> YOUR TASK:
In the entries below, count each line where "MappedFile" appears. Give the total and nothing more.

----- PROVIDED RECORDS -----

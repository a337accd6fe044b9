//! Application configuration management utilities.

use camino::Utf8PathBuf;
use m3_mod_definition::Game;
use serde::{Deserialize, Serialize};
use std::collections::BTreeMap;
use std::env;
use std::fs;
use std::io;

/// Application-wide configuration stored in config.toml.
#[derive(Debug, Serialize, Deserialize, Clone, Default, PartialEq, Eq)]
pub struct AppConfig {
    /// Shared asset library that mods may reference.
    #[serde(default, skip_serializing_if = "Option::is_none")]
    pub mod_library_dir: Option<Utf8PathBuf>,

    /// Installation roots keyed by game name (`ME3`, `LE1`, ...).
    #[serde(default, skip_serializing_if = "BTreeMap::is_empty")]
    pub game_roots: BTreeMap<String, Utf8PathBuf>,
}

impl AppConfig {
    pub fn game_root(&self, game: Game) -> Option<&Utf8PathBuf> {
        self.game_roots.get(&game.to_string())
    }

    pub fn set_game_root(&mut self, game: Game, root: Utf8PathBuf) {
        self.game_roots.insert(game.to_string(), root);
    }
}

/// Returns the directory where the current executable resides.
pub fn install_dir() -> Option<Utf8PathBuf> {
    let exe = env::current_exe().ok()?;
    let parent = exe.parent()?;
    Utf8PathBuf::from_path_buf(parent.to_path_buf()).ok()
}

/// Returns a config file path located next to the executable.
pub fn config_path(file_name: &str) -> Option<Utf8PathBuf> {
    install_dir().map(|dir| dir.join(file_name))
}

/// Returns the default configuration file path (config.toml).
pub fn default_config_path() -> Option<Utf8PathBuf> {
    config_path("config.toml")
}

/// Loads the application configuration from config.toml.
/// Returns default configuration if file doesn't exist or cannot be parsed.
pub fn load_config() -> AppConfig {
    let Some(path) = default_config_path() else {
        return AppConfig::default();
    };
    let Ok(content) = fs::read_to_string(&path) else {
        return AppConfig::default();
    };
    parse_config(&content).unwrap_or_else(|e| {
        tracing::warn!("Ignoring unreadable config {}: {}", path, e);
        AppConfig::default()
    })
}

fn parse_config(content: &str) -> io::Result<AppConfig> {
    toml::from_str(content).map_err(|e| io::Error::new(io::ErrorKind::InvalidData, e))
}

/// Saves the application configuration to config.toml.
pub fn save_config(cfg: &AppConfig) -> io::Result<()> {
    let path = default_config_path().ok_or_else(|| {
        io::Error::new(io::ErrorKind::NotFound, "Could not determine config path")
    })?;
    let content = toml::to_string_pretty(cfg).map_err(io::Error::other)?;
    fs::write(path, content)
}
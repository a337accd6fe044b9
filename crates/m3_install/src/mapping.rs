//! Resolver output: which source goes to which destination, by which delivery
//! mechanism.

use crate::target::InstallTarget;
use camino::{Utf8Path, Utf8PathBuf};
use m3_mod_definition::{Game, JobHeader, SourceLocation};
use std::collections::BTreeMap;

/// Normalize a destination into a lookup key: `/` separators, no leading
/// separator, lowercase. Game filesystems are case-insensitive.
pub fn normalize_path(path: &str) -> String {
    clean_path(path).to_lowercase()
}

/// Use `/` separators and drop leading separators, keeping the case.
pub fn clean_path(path: &str) -> String {
    path.replace('\\', "/").trim_start_matches('/').to_string()
}

/// Payload reference of an installed file.
#[derive(Debug, Clone, PartialEq, Eq)]
pub struct InstallSourceFile {
    pub location: SourceLocation,
    /// The source was put in place by a selected alternate.
    pub alt_applied: bool,
    /// Name of the alternate responsible, if any.
    pub alternate: Option<String>,
}

impl InstallSourceFile {
    pub fn base(location: SourceLocation) -> Self {
        Self {
            location,
            alt_applied: false,
            alternate: None,
        }
    }

    pub fn from_alternate(location: SourceLocation, alternate: &str) -> Self {
        Self {
            location,
            alt_applied: true,
            alternate: Some(alternate.to_string()),
        }
    }

    /// Human readable origin, used in conflict reports.
    pub fn describe(&self) -> String {
        match &self.alternate {
            Some(alternate) => format!("{} (alternate '{}')", self.location, alternate),
            None => self.location.to_string(),
        }
    }
}

/// A destination in a job's file set.
#[derive(Debug, Clone, PartialEq, Eq)]
pub struct MappedFile {
    /// Destination as declared, with `/` separators and its original case.
    pub destination: String,
    pub source: InstallSourceFile,
}

/// Case-insensitive destination -> file map of one job.
pub type FileMap = BTreeMap<String, MappedFile>;

/// A job installed as loose files.
#[derive(Debug, Clone, PartialEq, Eq)]
pub struct UnpackedJobMapping {
    pub header: JobHeader,
    pub files: FileMap,
    /// Top level content folders installed by a `CUSTOMDLC` job.
    pub dlc_folders: Vec<String>,
}

impl UnpackedJobMapping {
    /// Directory, relative to the game root, that this job's destinations are
    /// relative to. Empty for jobs addressed from the game root.
    pub fn destination_root(&self, game: Game) -> &'static str {
        match self.header {
            JobHeader::CustomDlc => game.dlc_relative_dir(),
            _ => "",
        }
    }

    /// Destination of `file` relative to the game root.
    pub fn qualified_destination(&self, game: Game, file: &MappedFile) -> String {
        match self.destination_root(game) {
            "" => file.destination.clone(),
            root => format!("{}/{}", root, file.destination),
        }
    }
}

/// A job installed by rewriting entries inside an archive.
#[derive(Debug, Clone, PartialEq, Eq)]
pub struct PackedJobMapping {
    pub header: JobHeader,
    pub archive: Utf8PathBuf,
    /// In-archive entry path -> file. Keys are case-insensitive within the
    /// archive.
    pub files: FileMap,
}

/// A job left out of the plan.
#[derive(Debug, Clone, PartialEq, Eq)]
pub struct SkippedJob {
    pub header: JobHeader,
    pub reason: String,
}

/// Roots that relative sources are resolved against.
#[derive(Debug, Clone, PartialEq, Eq)]
pub struct ResolveContext {
    /// The mod's own storage folder.
    pub mod_root: Utf8PathBuf,
    /// The shared asset library, if the mod uses one.
    pub library_dir: Option<Utf8PathBuf>,
}

impl ResolveContext {
    pub fn new(mod_root: impl Into<Utf8PathBuf>) -> Self {
        Self {
            mod_root: mod_root.into(),
            library_dir: None,
        }
    }

    pub fn with_library_dir(mut self, library_dir: impl Into<Utf8PathBuf>) -> Self {
        self.library_dir = Some(library_dir.into());
        self
    }
}

/// A resolved, conflict-free installation plan.
#[derive(Debug, Clone, PartialEq, Eq)]
pub struct InstallMapping {
    pub(crate) game: Game,
    pub(crate) context: ResolveContext,
    pub(crate) unpacked: Vec<UnpackedJobMapping>,
    pub(crate) packed: Vec<PackedJobMapping>,
    pub(crate) skipped_jobs: Vec<SkippedJob>,
}

impl InstallMapping {
    pub fn game(&self) -> Game {
        self.game
    }

    pub fn context(&self) -> &ResolveContext {
        &self.context
    }

    /// Jobs installed as loose files, in declaration order.
    pub fn unpacked_jobs(&self) -> &[UnpackedJobMapping] {
        &self.unpacked
    }

    /// Jobs installed into archives, in declaration order.
    pub fn packed_jobs(&self) -> &[PackedJobMapping] {
        &self.packed
    }

    pub fn skipped_jobs(&self) -> &[SkippedJob] {
        &self.skipped_jobs
    }

    /// Every loose file keyed by its destination relative to the game root.
    pub fn unpacked_files(&self) -> impl Iterator<Item = (String, &MappedFile)> + '_ {
        self.unpacked.iter().flat_map(move |job| {
            job.files
                .values()
                .map(move |file| (job.qualified_destination(self.game, file), file))
        })
    }

    /// Total number of files in the plan.
    pub fn file_count(&self) -> usize {
        self.unpacked.iter().map(|job| job.files.len()).sum::<usize>()
            + self.packed.iter().map(|job| job.files.len()).sum::<usize>()
    }

    /// Content folders installed by `CUSTOMDLC` jobs.
    pub fn custom_dlc_folders(&self) -> impl Iterator<Item = &str> {
        self.unpacked
            .iter()
            .flat_map(|job| job.dlc_folders.iter().map(String::as_str))
    }

    /// Content folders of this mod that the target does not have yet.
    pub fn newly_introduced_dlc(&self, target: &InstallTarget) -> Vec<String> {
        self.custom_dlc_folders()
            .filter(|folder| !target.has_dlc(folder))
            .map(str::to_string)
            .collect()
    }

    /// Absolute path of a source on disk. In-memory sources have none; so do
    /// shared library sources when no library directory is configured.
    pub fn source_path(&self, file: &InstallSourceFile) -> Option<Utf8PathBuf> {
        let join = |root: &Utf8Path, relative: &str| root.join(clean_path(relative));
        match &file.location {
            SourceLocation::ModStorage(path) => Some(join(&self.context.mod_root, path)),
            SourceLocation::SharedLibrary(path) => self
                .context
                .library_dir
                .as_deref()
                .map(|library| join(library, path)),
            SourceLocation::InMemory(_) => None,
        }
    }

    /// Read the bytes of a source.
    pub fn load_source(&self, file: &InstallSourceFile) -> crate::Result<Vec<u8>> {
        if let SourceLocation::InMemory(bytes) = &file.location {
            return Ok(bytes.clone());
        }
        let path = self.source_path(file).ok_or_else(|| {
            std::io::Error::new(
                std::io::ErrorKind::NotFound,
                format!("no shared library configured for {}", file.location),
            )
        })?;
        Ok(std::fs::read(path)?)
    }
}

#[cfg(test)]
mod tests {
    use super::*;

    #[test]
    fn test_normalize_path() {
        assert_eq!(
            normalize_path("\\BIOGame\\CookedPCConsole\\Startup.pcc"),
            "biogame/cookedpcconsole/startup.pcc"
        );
        assert_eq!(clean_path("/BIOGame/DLC"), "BIOGame/DLC");
    }

    #[test]
    fn test_source_path() {
        let mapping = InstallMapping {
            game: Game::ME3,
            context: ResolveContext::new("/mods/example").with_library_dir("/library"),
            unpacked: vec![],
            packed: vec![],
            skipped_jobs: vec![],
        };

        let file = InstallSourceFile::base(SourceLocation::ModStorage("BASEGAME\\a.pcc".into()));
        assert_eq!(
            mapping.source_path(&file).unwrap(),
            Utf8PathBuf::from("/mods/example/BASEGAME/a.pcc")
        );

        let file = InstallSourceFile::base(SourceLocation::SharedLibrary("tex/b.tfc".into()));
        assert_eq!(
            mapping.source_path(&file).unwrap(),
            Utf8PathBuf::from("/library/tex/b.tfc")
        );

        let file = InstallSourceFile::base(SourceLocation::InMemory(vec![1, 2]));
        assert_eq!(mapping.source_path(&file), None);
        assert_eq!(mapping.load_source(&file).unwrap(), vec![1, 2]);
    }
}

-----

> WRITTEN SOLUTION:
4